La fluidité autour du dimensionnement est l’un des plaisirs du shopping d’occasion. Les vendeurs Depop tels que les vêtements Fewell listent la taille huit à 14. Les acheteurs sont encouragés à voir leur taille comme variable. « C’est la grande chose à propos de l’échange », dit Cowdery. Personne ne déprime parce que sa taille ne se fermera pas. « Il suffit de regarder à l’œil nu et de se demander: ‘Est-ce que ça ira?' »

Edwards a fait face à une confrontation similaire avec son goût personnel. La couture demande beaucoup de prise de décision: la couleur et le poids du tissu, la longueur de la robe, la forme des manches. Elle achète du tissu vintage et refaçonne les trouvailles des magasins de charité, mais même ainsi, elle ne pense pas que «la couture est nécessairement la façon la plus durable de s’habiller». Il y a encore l’acquisition de tissus et de matières. Et une tendance à privilégier la fabrication plutôt que le port, de sorte que beaucoup de fabrication continue sans jamais être portée. «Il y a un grand mouvement de mode lente au sein de la communauté de la couture», explique Edwards. « Les gens utilisent leur cachette plutôt que d’acheter de nouvelles choses. »

Le volume de vêtements de toutes sortes – neufs, d’occasion et faits à la main – est difficile. Et la vente de vêtements d’occasion a ses limites. Pour éviter de submerger le marché de l’occasion ou de transmettre le problème à d’autres, y compris aux pays en développement où de nombreux vêtements usagés sont vendus en vrac, d’autres technologies, telles que le recyclage de fibre à fibre , doivent être encouragées.

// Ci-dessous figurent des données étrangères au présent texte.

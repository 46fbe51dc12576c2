use crate::error::ApiError;
use crate::shared::usecase::{execute, UseCase};
use actix_web::{web, HttpResponse};
use reward_scheduler_domain::{Profile, ID};
use reward_scheduler_infra::Context;
use serde::Deserialize;

#[derive(Debug, Deserialize)]
pub struct PathParams {
    pub profile_id: ID,
}

pub async fn get_profile_controller(
    path_params: web::Path<PathParams>,
    ctx: web::Data<Context>,
) -> Result<HttpResponse, ApiError> {
    let usecase = GetProfileUseCase {
        profile_id: path_params.profile_id.clone(),
    };

    execute(usecase, &ctx)
        .await
        .map(|profile| HttpResponse::Ok().json(profile))
        .map_err(|e| match e {
            UseCaseErrors::NotFound(profile_id) => ApiError::NotFound(format!(
                "The profile with id: {}, was not found.",
                profile_id
            )),
        })
}

#[derive(Debug)]
pub struct GetProfileUseCase {
    pub profile_id: ID,
}

#[derive(Debug)]
pub enum UseCaseErrors {
    NotFound(ID),
}

#[async_trait::async_trait(?Send)]
impl UseCase for GetProfileUseCase {
    type Response = Profile;

    type Errors = UseCaseErrors;

    async fn execute(&mut self, ctx: &Context) -> Result<Self::Response, Self::Errors> {
        ctx.repos
            .profiles
            .find(&self.profile_id)
            .await
            .ok_or_else(|| UseCaseErrors::NotFound(self.profile_id.clone()))
    }
}
mod apply_missed_option;
mod complete_event;
pub(crate) mod create_event;
mod delete_event;
mod get_event;
mod get_events;
mod get_missed_options;
mod miss_event;
mod recovery;
mod reschedule_event;
pub mod subscribers;
mod update_event;

#[cfg(test)]
pub(crate) mod test_helpers;

use actix_web::web;
use apply_missed_option::apply_missed_option_controller;
use complete_event::complete_event_controller;
use create_event::create_event_controller;
use delete_event::delete_event_controller;
use get_event::get_event_controller;
use get_events::get_events_controller;
use get_missed_options::get_missed_options_controller;
use miss_event::miss_event_controller;
use reschedule_event::reschedule_event_controller;
use update_event::update_event_controller;

pub fn configure_routes(cfg: &mut web::ServiceConfig) {
    cfg.route("/events", web::post().to(create_event_controller));
    cfg.route("/events/{event_id}", web::get().to(get_event_controller));
    cfg.route("/events/{event_id}", web::put().to(update_event_controller));
    cfg.route(
        "/events/{event_id}",
        web::delete().to(delete_event_controller),
    );
    cfg.route(
        "/events/{event_id}/complete",
        web::post().to(complete_event_controller),
    );
    cfg.route(
        "/events/{event_id}/miss",
        web::post().to(miss_event_controller),
    );
    cfg.route(
        "/events/{event_id}/missed-options",
        web::get().to(get_missed_options_controller),
    );
    cfg.route(
        "/events/{event_id}/missed-options/apply",
        web::post().to(apply_missed_option_controller),
    );
    cfg.route(
        "/events/{event_id}/reschedule",
        web::post().to(reschedule_event_controller),
    );
    cfg.route(
        "/profiles/{profile_id}/events",
        web::get().to(get_events_controller),
    );
}
//! Page-side annotation engine for the launchpad detector.
//!
//! Given annotation facts and a live, mutating document, finds the row
//! rendering each identifier and attaches a marker exactly once:
//! - `dom`: in-memory document model with mutation records
//! - `profile`: per-site row/anchor fingerprints and marker placement
//! - `locator`: attribute and structural target resolution
//! - `marker`: idempotent marker rendering
//! - `engine`: clock-injected resolution, retry and reactivity state machine
//! - `page`: async driver tying the engine to tokio timers

pub mod config;
pub mod dom;
pub mod engine;
pub mod error;
pub mod locator;
pub mod marker;
pub mod page;
pub mod profile;

pub use config::EngineConfig;
pub use dom::{Document, Element, MutationRecord, NodeId};
pub use engine::{AnnotationEngine, EngineStats, LifecycleEvent};
pub use error::{AnnotateError, AnnotateResult};
pub use locator::{AttributeLocator, Locator, LocatorChain, RowIndex, StructuralLocator};
pub use marker::{apply_marker, MarkerConfig, MarkerOutcome, MARKER_CLASS};
pub use page::{PageContext, PageEvent};
pub use profile::{builtin_profiles, MarkerPlacement, SiteProfile};
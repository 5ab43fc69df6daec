//! Control surface.
//!
//! Answers `ControlRequest`s from the bridge: stats, reset, per-category
//! filter/color updates, the notification preference and the list of known
//! annotations a freshly loaded page needs.

use crate::notify::{Notification, Notifier};
use crate::settings::CategorySettings;
use lpd_core::{AnnotationView, ControlRequest, ControlResponse, StatsSnapshot};
use lpd_registry::DedupRegistry;
use std::sync::Arc;
use tokio::sync::watch;
use tracing::info;

const OTHER_BUCKET: &str = "other";

pub struct Controller {
    settings: Arc<CategorySettings>,
    registry: Arc<DedupRegistry>,
    notifier: Arc<dyn Notifier>,
    connected: watch::Receiver<bool>,
}

impl Controller {
    pub fn new(
        settings: Arc<CategorySettings>,
        registry: Arc<DedupRegistry>,
        notifier: Arc<dyn Notifier>,
        connected: watch::Receiver<bool>,
    ) -> Self {
        Self {
            settings,
            registry,
            notifier,
            connected,
        }
    }

    pub fn handle(&self, request: ControlRequest) -> ControlResponse {
        match request {
            ControlRequest::GetStats => ControlResponse::Stats(self.stats()),
            ControlRequest::Reset => {
                self.registry.reset();
                ControlResponse::Ok
            }
            ControlRequest::SetCategoryEnabled { category, enabled } => {
                match self.settings.set_enabled(&category, enabled) {
                    Ok(()) => ControlResponse::Ok,
                    Err(e) => error_response(e),
                }
            }
            ControlRequest::SetCategoryColor { category, color } => {
                match self.settings.set_color(&category, color) {
                    Ok(()) => ControlResponse::Ok,
                    Err(e) => error_response(e),
                }
            }
            ControlRequest::SetNotificationsEnabled { enabled } => {
                let previous = self.settings.set_notifications_enabled(enabled);
                info!(enabled, "Notifications preference updated");
                if enabled && !previous {
                    self.notifier
                        .notify(Notification::status("Notifications enabled"));
                }
                ControlResponse::Ok
            }
            ControlRequest::GetKnownAnnotations => ControlResponse::KnownAnnotations {
                annotations: self.known_annotations(),
            },
        }
    }

    /// Counters keyed by every configured category plus `other`.
    pub fn stats(&self) -> StatsSnapshot {
        let registry = self.registry.stats();
        let mut counts: std::collections::BTreeMap<String, u64> = self
            .settings
            .keys()
            .into_iter()
            .map(|key| (key.to_string(), 0))
            .collect();
        for (key, count) in registry.per_category {
            counts.insert(key.to_string(), count);
        }
        counts.insert(OTHER_BUCKET.to_string(), registry.other);

        StatsSnapshot {
            connected: *self.connected.borrow(),
            total_detected: registry.total_detected,
            counts,
        }
    }

    /// Known facts of enabled categories, oldest first, with current colors.
    pub fn known_annotations(&self) -> Vec<AnnotationView> {
        self.registry
            .known_entries()
            .into_iter()
            .filter_map(|(identifier, key)| {
                let def = self.settings.lookup(&key)?;
                def.enabled.then(|| AnnotationView {
                    identifier,
                    label: def.label,
                    color: def.color,
                })
            })
            .collect()
    }
}

fn error_response(error: impl std::fmt::Display) -> ControlResponse {
    ControlResponse::Error {
        message: error.to_string(),
    }
}
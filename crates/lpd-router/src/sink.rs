//! Delivery of accepted facts to page contexts.

use lpd_core::AnnotationFact;
use tokio::sync::mpsc;
use tracing::warn;

/// Receives facts to annotate. Fire-and-forget: delivery is never retried.
#[cfg_attr(test, mockall::automock)]
pub trait AnnotationSink: Send + Sync {
    fn publish(&self, fact: &AnnotationFact);
}

/// Forwards facts over a bounded channel.
#[derive(Debug, Clone)]
pub struct ChannelSink {
    tx: mpsc::Sender<AnnotationFact>,
}

impl ChannelSink {
    pub fn new(tx: mpsc::Sender<AnnotationFact>) -> Self {
        Self { tx }
    }
}

impl AnnotationSink for ChannelSink {
    fn publish(&self, fact: &AnnotationFact) {
        if let Err(e) = self.tx.try_send(fact.clone()) {
            warn!(identifier = %fact.identifier(), error = %e, "Dropped annotation");
        }
    }
}

#[cfg(test)]
mod tests {
    use super::*;
    use lpd_core::{CategoryKey, ColorHex, Identifier};

    fn fact(id: &str) -> AnnotationFact {
        AnnotationFact::new(
            Identifier::new(id).unwrap(),
            CategoryKey::new("rapid"),
            "RAPIDLAUNCH".to_string(),
            ColorHex::parse("#1e88e5").unwrap(),
        )
    }

    #[tokio::test]
    async fn test_channel_sink_forwards_and_drops_when_full() {
        let (tx, mut rx) = mpsc::channel(1);
        let sink = ChannelSink::new(tx);

        sink.publish(&fact("A"));
        sink.publish(&fact("B"));

        assert_eq!(rx.recv().await.unwrap().identifier().as_str(), "A");
        tokio_test::assert_err!(rx.try_recv());
    }

    #[test]
    fn test_closed_channel_does_not_panic() {
        let (tx, rx) = mpsc::channel(1);
        drop(rx);
        ChannelSink::new(tx).publish(&fact("A"));
    }
}
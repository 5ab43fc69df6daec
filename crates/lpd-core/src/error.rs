//! Error types for lpd-core.

use thiserror::Error;

/// Core error types.
#[derive(Debug, Error, Clone, PartialEq, Eq)]
pub enum CoreError {
    #[error("Invalid identifier: {0}")]
    InvalidIdentifier(String),

    #[error("Invalid color: {0}")]
    InvalidColor(String),

    #[error("Malformed event: {0}")]
    MalformedEvent(String),

    #[error("Unknown category: {0}")]
    UnknownCategory(String),

    #[error("Invalid configuration: {0}")]
    InvalidConfig(String),
}

/// Result type alias for core operations.
pub type Result<T> = std::result::Result<T, CoreError>;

«Les vêtements sont un moyen de montrer qui je suis, ce que je ressens, ce que je crois», explique Edwards. «C’est un moyen de communiquer avec le monde. Cela a une réelle valeur sociale, mais cela doit être fait en pleine conscience. »

Alors, que peut faire une personne qui aime les nouveaux vêtements mais qui veut vivre plus durablement? Comme le dit Edwards, si vous passez du temps sur des sites de mode, cela ne prend pas un énorme bond d’imagination ou de volonté pour basculer votre navigateur vers eBay, Depop, thredUP , HEWI Londres ou l’un des nombreux «perturbateurs de revente». Chenoweth dit que « ne pas garder de trucs dans sa garde-robe est important si vous ne le portez pas ». Le don de vêtements les remet en circulation.

Comme le dit Cowdery: «Les vêtements ont une histoire. Si vous portez quelque chose une fois puis jetez-le à la poubelle, il n’y a pas d’histoire. Vous voulez savoir qu’il y a de la vie dans ces choses. »

• Cet article a été modifié le 19 février 2019. Une version antérieure faisait référence à Newbury sous le nom de Newberry. Cela a été corrigé.